### [DIRECTIONS]
For the listing below, give the number of lines that hold the string "static", without anything else.

▬▬▬▬▬▬

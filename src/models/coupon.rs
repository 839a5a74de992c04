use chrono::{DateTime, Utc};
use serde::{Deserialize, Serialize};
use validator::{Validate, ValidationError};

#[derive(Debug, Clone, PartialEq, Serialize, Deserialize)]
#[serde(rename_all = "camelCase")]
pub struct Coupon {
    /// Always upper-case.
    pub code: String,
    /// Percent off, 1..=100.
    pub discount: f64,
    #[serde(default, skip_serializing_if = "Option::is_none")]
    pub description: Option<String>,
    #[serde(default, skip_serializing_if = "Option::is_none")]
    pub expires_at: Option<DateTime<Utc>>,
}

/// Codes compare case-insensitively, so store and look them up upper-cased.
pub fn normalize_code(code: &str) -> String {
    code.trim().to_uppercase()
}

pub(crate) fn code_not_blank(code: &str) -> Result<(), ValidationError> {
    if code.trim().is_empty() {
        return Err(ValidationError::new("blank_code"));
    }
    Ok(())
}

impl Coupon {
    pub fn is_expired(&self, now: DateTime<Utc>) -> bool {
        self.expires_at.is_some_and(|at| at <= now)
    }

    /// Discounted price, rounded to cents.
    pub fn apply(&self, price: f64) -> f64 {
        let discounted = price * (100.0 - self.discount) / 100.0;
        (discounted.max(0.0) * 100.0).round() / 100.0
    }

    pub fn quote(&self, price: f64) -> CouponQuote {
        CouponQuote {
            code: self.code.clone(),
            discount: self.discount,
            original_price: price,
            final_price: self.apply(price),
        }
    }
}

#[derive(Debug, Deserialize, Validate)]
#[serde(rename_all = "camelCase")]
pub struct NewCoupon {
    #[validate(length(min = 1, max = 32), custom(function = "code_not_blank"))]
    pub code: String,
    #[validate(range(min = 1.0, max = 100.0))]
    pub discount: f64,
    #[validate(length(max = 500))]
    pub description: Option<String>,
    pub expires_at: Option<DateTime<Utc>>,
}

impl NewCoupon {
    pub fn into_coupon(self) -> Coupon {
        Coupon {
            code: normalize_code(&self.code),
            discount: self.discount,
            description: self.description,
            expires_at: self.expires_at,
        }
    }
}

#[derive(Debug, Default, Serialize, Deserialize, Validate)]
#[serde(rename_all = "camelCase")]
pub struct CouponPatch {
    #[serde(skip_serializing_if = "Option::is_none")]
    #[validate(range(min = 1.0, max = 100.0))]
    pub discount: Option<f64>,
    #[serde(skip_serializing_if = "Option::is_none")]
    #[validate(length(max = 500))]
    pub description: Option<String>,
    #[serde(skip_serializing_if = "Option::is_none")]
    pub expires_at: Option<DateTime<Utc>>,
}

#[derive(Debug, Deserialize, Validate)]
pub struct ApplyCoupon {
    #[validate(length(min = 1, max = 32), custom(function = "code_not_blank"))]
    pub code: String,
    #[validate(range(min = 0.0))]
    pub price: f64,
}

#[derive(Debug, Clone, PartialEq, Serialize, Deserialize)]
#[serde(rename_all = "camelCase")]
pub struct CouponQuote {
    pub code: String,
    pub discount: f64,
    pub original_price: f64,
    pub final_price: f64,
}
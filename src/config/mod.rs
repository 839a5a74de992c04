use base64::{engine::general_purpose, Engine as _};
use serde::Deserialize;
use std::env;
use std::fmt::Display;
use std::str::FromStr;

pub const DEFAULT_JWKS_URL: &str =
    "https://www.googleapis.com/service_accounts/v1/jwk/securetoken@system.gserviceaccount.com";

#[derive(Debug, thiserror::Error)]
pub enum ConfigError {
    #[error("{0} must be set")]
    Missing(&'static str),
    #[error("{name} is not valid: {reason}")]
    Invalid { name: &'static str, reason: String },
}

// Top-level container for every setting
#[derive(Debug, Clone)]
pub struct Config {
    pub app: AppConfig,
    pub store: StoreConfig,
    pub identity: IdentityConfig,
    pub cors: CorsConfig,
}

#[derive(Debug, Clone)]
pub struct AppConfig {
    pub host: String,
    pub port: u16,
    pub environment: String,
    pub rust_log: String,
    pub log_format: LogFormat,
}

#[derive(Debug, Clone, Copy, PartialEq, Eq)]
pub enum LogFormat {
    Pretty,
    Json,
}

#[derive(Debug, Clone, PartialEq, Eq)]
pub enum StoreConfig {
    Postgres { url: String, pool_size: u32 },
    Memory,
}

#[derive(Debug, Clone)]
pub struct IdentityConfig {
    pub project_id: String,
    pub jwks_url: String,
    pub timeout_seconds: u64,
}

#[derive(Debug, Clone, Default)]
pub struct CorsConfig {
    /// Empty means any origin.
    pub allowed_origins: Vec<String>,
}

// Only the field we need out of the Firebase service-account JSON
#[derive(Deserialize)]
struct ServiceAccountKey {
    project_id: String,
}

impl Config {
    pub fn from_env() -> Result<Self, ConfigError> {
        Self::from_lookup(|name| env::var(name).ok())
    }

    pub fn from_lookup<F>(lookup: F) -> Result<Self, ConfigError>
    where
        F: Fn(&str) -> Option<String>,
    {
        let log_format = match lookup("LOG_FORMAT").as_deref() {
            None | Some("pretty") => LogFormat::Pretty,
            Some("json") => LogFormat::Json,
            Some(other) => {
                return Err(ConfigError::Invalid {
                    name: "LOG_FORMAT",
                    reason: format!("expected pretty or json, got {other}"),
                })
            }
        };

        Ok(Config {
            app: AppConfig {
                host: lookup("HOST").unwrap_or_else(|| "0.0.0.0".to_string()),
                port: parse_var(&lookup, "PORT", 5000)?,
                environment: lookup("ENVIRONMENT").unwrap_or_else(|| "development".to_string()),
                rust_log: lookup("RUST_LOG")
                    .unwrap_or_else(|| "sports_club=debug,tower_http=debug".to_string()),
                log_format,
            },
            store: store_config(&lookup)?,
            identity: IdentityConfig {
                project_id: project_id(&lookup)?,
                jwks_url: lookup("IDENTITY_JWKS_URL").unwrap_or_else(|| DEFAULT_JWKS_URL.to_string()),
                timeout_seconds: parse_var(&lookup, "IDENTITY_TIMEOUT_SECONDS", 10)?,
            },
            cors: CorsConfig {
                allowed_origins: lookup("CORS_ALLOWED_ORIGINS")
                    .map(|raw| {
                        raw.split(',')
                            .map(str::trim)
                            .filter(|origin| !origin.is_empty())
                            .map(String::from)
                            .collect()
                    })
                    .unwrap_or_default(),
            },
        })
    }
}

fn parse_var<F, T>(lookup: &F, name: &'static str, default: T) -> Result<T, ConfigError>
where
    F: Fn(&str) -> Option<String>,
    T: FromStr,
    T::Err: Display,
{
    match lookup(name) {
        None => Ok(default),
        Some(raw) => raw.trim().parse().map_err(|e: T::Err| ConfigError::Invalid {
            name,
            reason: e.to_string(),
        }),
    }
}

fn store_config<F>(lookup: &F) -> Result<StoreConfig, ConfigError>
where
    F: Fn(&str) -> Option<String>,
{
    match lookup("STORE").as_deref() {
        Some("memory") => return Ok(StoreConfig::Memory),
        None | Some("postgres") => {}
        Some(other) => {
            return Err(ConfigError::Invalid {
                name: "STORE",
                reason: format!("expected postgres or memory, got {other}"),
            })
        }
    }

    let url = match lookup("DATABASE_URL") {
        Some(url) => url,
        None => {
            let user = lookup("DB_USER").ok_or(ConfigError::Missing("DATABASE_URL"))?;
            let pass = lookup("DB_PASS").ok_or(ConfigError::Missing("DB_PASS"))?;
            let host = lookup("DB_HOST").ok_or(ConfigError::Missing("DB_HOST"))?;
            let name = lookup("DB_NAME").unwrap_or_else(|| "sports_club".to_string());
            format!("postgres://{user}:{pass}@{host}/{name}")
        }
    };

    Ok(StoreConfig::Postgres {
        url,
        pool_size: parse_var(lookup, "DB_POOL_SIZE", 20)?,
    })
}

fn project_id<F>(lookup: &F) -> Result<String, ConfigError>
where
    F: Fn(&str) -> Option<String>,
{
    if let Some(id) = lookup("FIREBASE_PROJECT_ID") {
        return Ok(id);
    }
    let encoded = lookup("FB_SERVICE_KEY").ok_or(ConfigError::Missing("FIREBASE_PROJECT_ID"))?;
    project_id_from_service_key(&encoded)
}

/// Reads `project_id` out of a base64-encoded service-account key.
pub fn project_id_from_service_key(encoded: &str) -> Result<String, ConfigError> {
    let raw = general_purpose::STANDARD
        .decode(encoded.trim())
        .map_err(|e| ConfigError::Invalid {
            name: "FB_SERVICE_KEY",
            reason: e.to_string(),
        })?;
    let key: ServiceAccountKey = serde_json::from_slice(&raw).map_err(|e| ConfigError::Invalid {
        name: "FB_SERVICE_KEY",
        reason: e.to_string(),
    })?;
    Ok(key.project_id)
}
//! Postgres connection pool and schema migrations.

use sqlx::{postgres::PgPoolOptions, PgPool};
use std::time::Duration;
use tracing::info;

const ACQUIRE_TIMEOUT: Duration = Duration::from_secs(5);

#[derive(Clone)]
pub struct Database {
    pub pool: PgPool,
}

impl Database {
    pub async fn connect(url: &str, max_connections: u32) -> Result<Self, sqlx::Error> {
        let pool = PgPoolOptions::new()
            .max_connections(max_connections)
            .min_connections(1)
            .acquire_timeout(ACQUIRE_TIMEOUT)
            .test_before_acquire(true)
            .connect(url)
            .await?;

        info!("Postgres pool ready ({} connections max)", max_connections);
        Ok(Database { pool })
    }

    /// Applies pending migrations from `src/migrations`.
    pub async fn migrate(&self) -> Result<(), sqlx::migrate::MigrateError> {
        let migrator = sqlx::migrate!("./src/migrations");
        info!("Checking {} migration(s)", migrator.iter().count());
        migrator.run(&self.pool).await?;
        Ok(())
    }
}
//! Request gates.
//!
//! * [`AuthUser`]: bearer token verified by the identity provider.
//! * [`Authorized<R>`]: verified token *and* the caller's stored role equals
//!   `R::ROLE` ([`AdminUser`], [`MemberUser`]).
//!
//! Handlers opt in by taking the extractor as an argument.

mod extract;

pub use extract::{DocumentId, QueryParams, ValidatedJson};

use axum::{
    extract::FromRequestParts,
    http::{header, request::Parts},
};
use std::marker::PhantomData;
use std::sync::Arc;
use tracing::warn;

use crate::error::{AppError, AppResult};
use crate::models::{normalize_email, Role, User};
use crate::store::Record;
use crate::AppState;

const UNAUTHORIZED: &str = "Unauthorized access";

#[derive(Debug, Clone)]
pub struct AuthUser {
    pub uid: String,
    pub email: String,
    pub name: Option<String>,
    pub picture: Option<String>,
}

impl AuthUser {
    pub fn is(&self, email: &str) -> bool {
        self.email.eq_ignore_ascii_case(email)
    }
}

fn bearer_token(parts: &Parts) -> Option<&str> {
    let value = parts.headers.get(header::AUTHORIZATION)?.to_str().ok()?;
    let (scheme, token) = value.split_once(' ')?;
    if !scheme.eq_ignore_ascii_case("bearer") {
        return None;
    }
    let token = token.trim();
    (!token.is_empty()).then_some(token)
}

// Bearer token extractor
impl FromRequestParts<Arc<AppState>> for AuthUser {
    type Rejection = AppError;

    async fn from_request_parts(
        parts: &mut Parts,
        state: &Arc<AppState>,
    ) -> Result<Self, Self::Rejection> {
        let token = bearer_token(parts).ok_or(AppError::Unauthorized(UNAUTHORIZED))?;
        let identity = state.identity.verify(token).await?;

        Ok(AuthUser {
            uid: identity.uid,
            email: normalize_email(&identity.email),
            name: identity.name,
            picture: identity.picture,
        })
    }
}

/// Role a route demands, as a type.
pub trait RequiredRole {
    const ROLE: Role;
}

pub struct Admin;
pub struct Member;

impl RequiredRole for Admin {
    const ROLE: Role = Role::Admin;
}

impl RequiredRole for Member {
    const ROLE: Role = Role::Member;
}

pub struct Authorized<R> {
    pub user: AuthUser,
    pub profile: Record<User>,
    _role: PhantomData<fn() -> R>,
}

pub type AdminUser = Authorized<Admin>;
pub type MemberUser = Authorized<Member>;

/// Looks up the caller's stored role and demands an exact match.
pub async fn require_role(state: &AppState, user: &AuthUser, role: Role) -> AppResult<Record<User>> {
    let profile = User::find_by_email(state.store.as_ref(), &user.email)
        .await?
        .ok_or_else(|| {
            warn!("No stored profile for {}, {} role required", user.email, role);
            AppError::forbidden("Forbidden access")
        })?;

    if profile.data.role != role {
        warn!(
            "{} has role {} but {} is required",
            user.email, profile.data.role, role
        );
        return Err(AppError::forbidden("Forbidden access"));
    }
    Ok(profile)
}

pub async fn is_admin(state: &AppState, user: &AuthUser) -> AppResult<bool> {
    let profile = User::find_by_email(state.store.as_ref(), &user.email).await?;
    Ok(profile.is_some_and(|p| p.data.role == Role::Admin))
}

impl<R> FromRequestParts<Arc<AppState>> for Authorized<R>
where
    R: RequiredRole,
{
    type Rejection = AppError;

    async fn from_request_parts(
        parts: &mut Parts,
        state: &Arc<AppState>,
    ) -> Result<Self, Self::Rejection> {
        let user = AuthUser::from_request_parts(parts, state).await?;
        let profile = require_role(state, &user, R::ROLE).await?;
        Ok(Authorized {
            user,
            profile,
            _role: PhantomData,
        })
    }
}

▬▬▬▬▬▬

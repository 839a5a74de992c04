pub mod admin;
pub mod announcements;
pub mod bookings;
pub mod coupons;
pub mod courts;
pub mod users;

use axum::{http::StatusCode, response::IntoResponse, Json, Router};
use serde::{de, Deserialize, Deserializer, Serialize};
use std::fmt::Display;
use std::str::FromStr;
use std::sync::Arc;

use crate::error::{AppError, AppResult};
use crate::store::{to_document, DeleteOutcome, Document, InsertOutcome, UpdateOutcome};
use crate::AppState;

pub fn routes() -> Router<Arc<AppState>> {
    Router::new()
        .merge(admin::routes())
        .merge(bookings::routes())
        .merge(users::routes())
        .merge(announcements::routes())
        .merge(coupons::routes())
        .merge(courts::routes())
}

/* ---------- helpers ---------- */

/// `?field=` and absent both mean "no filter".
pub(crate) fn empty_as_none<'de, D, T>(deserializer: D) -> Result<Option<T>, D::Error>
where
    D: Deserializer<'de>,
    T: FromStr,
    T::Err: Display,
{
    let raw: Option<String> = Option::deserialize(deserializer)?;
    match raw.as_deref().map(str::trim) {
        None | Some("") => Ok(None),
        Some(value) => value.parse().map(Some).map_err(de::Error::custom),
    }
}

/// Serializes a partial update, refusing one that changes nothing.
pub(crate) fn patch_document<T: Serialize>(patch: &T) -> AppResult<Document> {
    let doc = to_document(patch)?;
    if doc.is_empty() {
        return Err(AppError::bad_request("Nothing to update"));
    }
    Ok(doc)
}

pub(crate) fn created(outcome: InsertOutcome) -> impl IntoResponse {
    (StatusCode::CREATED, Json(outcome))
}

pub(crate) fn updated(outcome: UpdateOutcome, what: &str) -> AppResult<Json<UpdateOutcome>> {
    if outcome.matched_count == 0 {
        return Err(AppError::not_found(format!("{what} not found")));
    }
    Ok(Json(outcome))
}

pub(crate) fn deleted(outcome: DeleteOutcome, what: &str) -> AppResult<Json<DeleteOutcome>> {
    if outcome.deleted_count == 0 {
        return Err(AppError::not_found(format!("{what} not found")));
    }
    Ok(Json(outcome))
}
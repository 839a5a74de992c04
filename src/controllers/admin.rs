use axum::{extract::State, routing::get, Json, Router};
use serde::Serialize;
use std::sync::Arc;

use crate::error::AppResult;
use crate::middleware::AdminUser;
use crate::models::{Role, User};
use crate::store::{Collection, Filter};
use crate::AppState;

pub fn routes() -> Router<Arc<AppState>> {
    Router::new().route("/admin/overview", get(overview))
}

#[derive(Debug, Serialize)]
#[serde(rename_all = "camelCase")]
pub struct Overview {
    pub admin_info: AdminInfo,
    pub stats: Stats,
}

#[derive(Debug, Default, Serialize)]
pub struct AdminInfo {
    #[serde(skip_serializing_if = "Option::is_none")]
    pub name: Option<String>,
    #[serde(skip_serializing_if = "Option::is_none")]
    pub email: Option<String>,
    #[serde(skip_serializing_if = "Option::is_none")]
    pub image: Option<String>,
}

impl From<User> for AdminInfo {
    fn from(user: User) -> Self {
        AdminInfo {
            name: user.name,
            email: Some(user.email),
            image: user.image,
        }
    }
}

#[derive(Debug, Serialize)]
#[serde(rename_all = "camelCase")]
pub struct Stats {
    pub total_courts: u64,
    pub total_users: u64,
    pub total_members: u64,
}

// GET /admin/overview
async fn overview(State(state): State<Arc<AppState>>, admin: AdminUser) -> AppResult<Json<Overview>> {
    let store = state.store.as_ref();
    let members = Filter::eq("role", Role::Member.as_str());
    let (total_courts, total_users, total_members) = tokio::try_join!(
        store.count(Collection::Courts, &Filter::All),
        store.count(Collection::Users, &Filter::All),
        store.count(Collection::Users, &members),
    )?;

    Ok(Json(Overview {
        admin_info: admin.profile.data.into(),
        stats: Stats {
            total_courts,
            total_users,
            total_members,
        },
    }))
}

▬▬▬▬▬▬

### [ANSWER SPACE]
3